WHAT YOU NEED TO DO » If a line of the material holds the string "const", please copy it.

▼▼▼

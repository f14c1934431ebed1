//! Fixed-window rate limiter.
//!
//! Each `(action, key)` pair owns one [`RateWindow`]. The first request opens a
//! window of the action's length; requests are admitted until the window's
//! ceiling is reached, and the next request after the window closes opens a
//! fresh one. Every decision is a single [`ExpiringStore::mutate_with`] call, so
//! concurrent callers on one key never overshoot the ceiling.
//!
//! # Example
//!
//! ```
//! use relay_auth::rate_limiter::{Decision, RateLimitPolicy, RateLimiter};
//! use relay_core::environment::SystemClock;
//! use std::sync::Arc;
//! use std::time::Duration;
//!
//! let limiter = RateLimiter::new(
//!     Arc::new(SystemClock),
//!     RateLimitPolicy::new(Duration::from_secs(60), 100),
//! )
//! .with_policy("login_link", RateLimitPolicy::new(Duration::from_secs(600), 2));
//!
//! assert!(limiter.try_admit("login_link", "1.2.3.4").is_admitted());
//! assert!(limiter.try_admit("login_link", "1.2.3.4").is_admitted());
//! assert!(matches!(
//!     limiter.try_admit("login_link", "1.2.3.4"),
//!     Decision::Rejected { .. }
//! ));
//! ```

use crate::error::{AuthError, Result};
use chrono::{DateTime, Utc};
use relay_core::environment::Clock;
use relay_core::store::ExpiringStore;
use relay_core::sweeper::Sweepable;
use std::collections::HashMap;
use std::fmt::Write;
use std::sync::Arc;
use std::time::Duration;
use tracing::{debug, warn};

/// Counter state for one key.
#[derive(Debug, Clone, Copy, PartialEq, Eq)]
pub struct RateWindow {
    /// Requests admitted in this window; at least 1.
    pub count: u32,

    /// When the window closes.
    pub reset_at: DateTime<Utc>,
}

/// Window length and ceiling for one action.
#[derive(Debug, Clone, Copy, PartialEq, Eq)]
pub struct RateLimitPolicy {
    /// Window length.
    pub window: Duration,

    /// Requests admitted per window.
    pub max_requests: u32,
}

impl RateLimitPolicy {
    /// Create a policy.
    #[must_use]
    pub const fn new(window: Duration, max_requests: u32) -> Self {
        Self {
            window,
            max_requests,
        }
    }
}

/// Outcome of [`RateLimiter::try_admit`].
#[derive(Debug, Clone, Copy, PartialEq, Eq)]
pub enum Decision {
    /// Request counted and allowed.
    Admitted {
        /// Requests still available in the current window.
        remaining: u32,
    },

    /// Ceiling reached; nothing was counted.
    Rejected {
        /// Time until the current window resets.
        retry_after: Duration,
    },
}

impl Decision {
    /// Returns `true` for [`Decision::Admitted`].
    #[must_use]
    pub const fn is_admitted(&self) -> bool {
        matches!(self, Self::Admitted { .. })
    }

    const fn label(&self) -> &'static str {
        match self {
            Self::Admitted { .. } => "admitted",
            Self::Rejected { .. } => "rejected",
        }
    }
}

/// Per-action fixed-window limiter over a shared expiring store.
///
/// Policies are fixed once the limiter is built. Actions without a registered
/// policy use the default policy.
pub struct RateLimiter {
    windows: ExpiringStore<RateWindow>,
    default_policy: RateLimitPolicy,
    policies: HashMap<String, RateLimitPolicy>,
}

impl RateLimiter {
    /// Create a limiter that applies `default_policy` to every action.
    #[must_use]
    pub fn new(clock: Arc<dyn Clock>, default_policy: RateLimitPolicy) -> Self {
        Self {
            windows: ExpiringStore::new("rate_windows", clock),
            default_policy,
            policies: HashMap::new(),
        }
    }

    /// Register the policy for `action`.
    #[must_use]
    pub fn with_policy(mut self, action: impl Into<String>, policy: RateLimitPolicy) -> Self {
        self.policies.insert(action.into(), policy);
        self
    }

    /// Policy applied to `action`.
    #[must_use]
    pub fn policy(&self, action: &str) -> RateLimitPolicy {
        self.policies
            .get(action)
            .copied()
            .unwrap_or(self.default_policy)
    }

    /// Count one request for `key` under `action` if the ceiling allows it.
    pub fn try_admit(&self, action: &str, key: &str) -> Decision {
        let policy = self.policy(action);
        if policy.max_requests == 0 {
            return Decision::Rejected {
                retry_after: policy.window,
            };
        }

        let window = chrono::Duration::from_std(policy.window).unwrap_or(chrono::Duration::MAX);
        let store_key = composite_key(&[action, key]);

        let decision = self.windows.mutate_with(&store_key, |current, now| {
            match current {
                // Still open with room left
                Some(open) if open.count < policy.max_requests => {
                    let next = RateWindow {
                        count: open.count + 1,
                        reset_at: open.reset_at,
                    };
                    let remaining = policy.max_requests - next.count;
                    (next, open.reset_at - now, Decision::Admitted { remaining })
                }
                // Still open and full
                Some(open) => {
                    let retry_after = (open.reset_at - now).to_std().unwrap_or_default();
                    (*open, open.reset_at - now, Decision::Rejected { retry_after })
                }
                // Absent or rolled over
                None => {
                    let fresh = RateWindow {
                        count: 1,
                        reset_at: now.checked_add_signed(window).unwrap_or(DateTime::<Utc>::MAX_UTC),
                    };
                    let remaining = policy.max_requests - 1;
                    (fresh, window, Decision::Admitted { remaining })
                }
            }
        });

        metrics::counter!(
            "relay_rate_limit_decisions_total",
            "action" => action.to_owned(),
            "decision" => decision.label()
        )
        .increment(1);

        match decision {
            Decision::Admitted { remaining } => {
                debug!(action = %action, key = %key, remaining, "Rate limit admitted");
            }
            Decision::Rejected { retry_after } => {
                warn!(
                    action = %action,
                    key = %key,
                    retry_after_ms = u64::try_from(retry_after.as_millis()).unwrap_or(u64::MAX),
                    "Rate limit exceeded"
                );
            }
        }

        decision
    }

    /// Like [`RateLimiter::try_admit`], as a `Result`.
    ///
    /// # Errors
    ///
    /// Returns [`AuthError::RateLimited`] when the request is rejected.
    pub fn check(&self, action: &str, key: &str) -> Result<u32> {
        match self.try_admit(action, key) {
            Decision::Admitted { remaining } => Ok(remaining),
            Decision::Rejected { retry_after } => Err(AuthError::RateLimited { retry_after }),
        }
    }

    /// Number of windows held, including closed ones not yet swept.
    #[must_use]
    pub fn len(&self) -> usize {
        self.windows.len()
    }

    /// Returns `true` if no windows are held.
    #[must_use]
    pub fn is_empty(&self) -> bool {
        self.windows.is_empty()
    }
}

impl Sweepable for RateLimiter {
    fn name(&self) -> &str {
        self.windows.name()
    }

    fn sweep_expired(&self) -> usize {
        self.windows.sweep_expired()
    }
}

impl std::fmt::Debug for RateLimiter {
    fn fmt(&self, f: &mut std::fmt::Formatter<'_>) -> std::fmt::Result {
        f.debug_struct("RateLimiter")
            .field("default_policy", &self.default_policy)
            .field("policies", &self.policies)
            .finish_non_exhaustive()
    }
}

/// Join key parts into one store key.
///
/// Each part is prefixed with its byte length, so no two distinct part lists
/// produce the same key even when parts contain the separator.
///
/// # Examples
///
/// ```
/// use relay_auth::rate_limiter::composite_key;
///
/// assert_eq!(composite_key(&["127.0.0.1", "a@x.com"]), "9:127.0.0.1|7:a@x.com");
/// assert_ne!(composite_key(&["a|1:b"]), composite_key(&["a", "b"]));
/// ```
#[must_use]
pub fn composite_key(parts: &[&str]) -> String {
    let mut key = String::with_capacity(parts.iter().map(|p| p.len() + 4).sum());
    for (i, part) in parts.iter().enumerate() {
        if i > 0 {
            key.push('|');
        }
        // Writing to a String cannot fail
        let _ = write!(key, "{}:{part}", part.len());
    }
    key
}

#[cfg(test)]
#[allow(clippy::unwrap_used)]
mod tests {
    use super::*;
    use relay_core::environment::SystemClock;

    fn limiter(max: u32) -> RateLimiter {
        RateLimiter::new(
            Arc::new(SystemClock),
            RateLimitPolicy::new(Duration::from_secs(600), max),
        )
    }

    #[test]
    fn test_admits_up_to_ceiling_then_rejects() {
        let limiter = limiter(3);

        assert_eq!(limiter.try_admit("a", "k"), Decision::Admitted { remaining: 2 });
        assert_eq!(limiter.try_admit("a", "k"), Decision::Admitted { remaining: 1 });
        assert_eq!(limiter.try_admit("a", "k"), Decision::Admitted { remaining: 0 });

        let decision = limiter.try_admit("a", "k");
        assert!(matches!(
            decision,
            Decision::Rejected { retry_after }
                if retry_after <= Duration::from_secs(600) && retry_after > Duration::from_secs(590)
        ));
    }

    #[test]
    fn test_keys_and_actions_are_independent() {
        let limiter = limiter(1);

        assert!(limiter.try_admit("a", "k1").is_admitted());
        assert!(limiter.try_admit("a", "k2").is_admitted());
        assert!(limiter.try_admit("b", "k1").is_admitted());
        assert!(!limiter.try_admit("a", "k1").is_admitted());
    }

    #[test]
    fn test_registered_policy_overrides_default() {
        let limiter = limiter(100).with_policy(
            "login_link",
            RateLimitPolicy::new(Duration::from_secs(600), 1),
        );

        assert_eq!(limiter.policy("login_link").max_requests, 1);
        assert_eq!(limiter.policy("unknown").max_requests, 100);

        assert!(limiter.try_admit("login_link", "k").is_admitted());
        assert!(!limiter.try_admit("login_link", "k").is_admitted());
    }

    #[test]
    fn test_zero_ceiling_rejects_everything() {
        let limiter = limiter(0);
        assert_eq!(
            limiter.try_admit("a", "k"),
            Decision::Rejected {
                retry_after: Duration::from_secs(600)
            }
        );
        assert!(limiter.is_empty());
    }

    #[test]
    fn test_check_maps_rejection_to_error() {
        let limiter = limiter(1);

        assert_eq!(limiter.check("a", "k"), Ok(0));
        assert!(matches!(
            limiter.check("a", "k"),
            Err(AuthError::RateLimited { .. })
        ));
    }

    #[test]
    fn test_composite_key_is_unambiguous() {
        assert_eq!(composite_key(&[]), "");
        assert_eq!(composite_key(&["x"]), "1:x");
        assert_ne!(composite_key(&["ab", "c"]), composite_key(&["a", "bc"]));
        assert_ne!(composite_key(&["a:b"]), composite_key(&["a", "b"]));
    }
}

▲▲▲

THE ANSWER »
    pub const fn new(window: Duration, max_requests: u32) -> Self {
    pub const fn is_admitted(&self) -> bool {
    const fn label(&self) -> &'static str {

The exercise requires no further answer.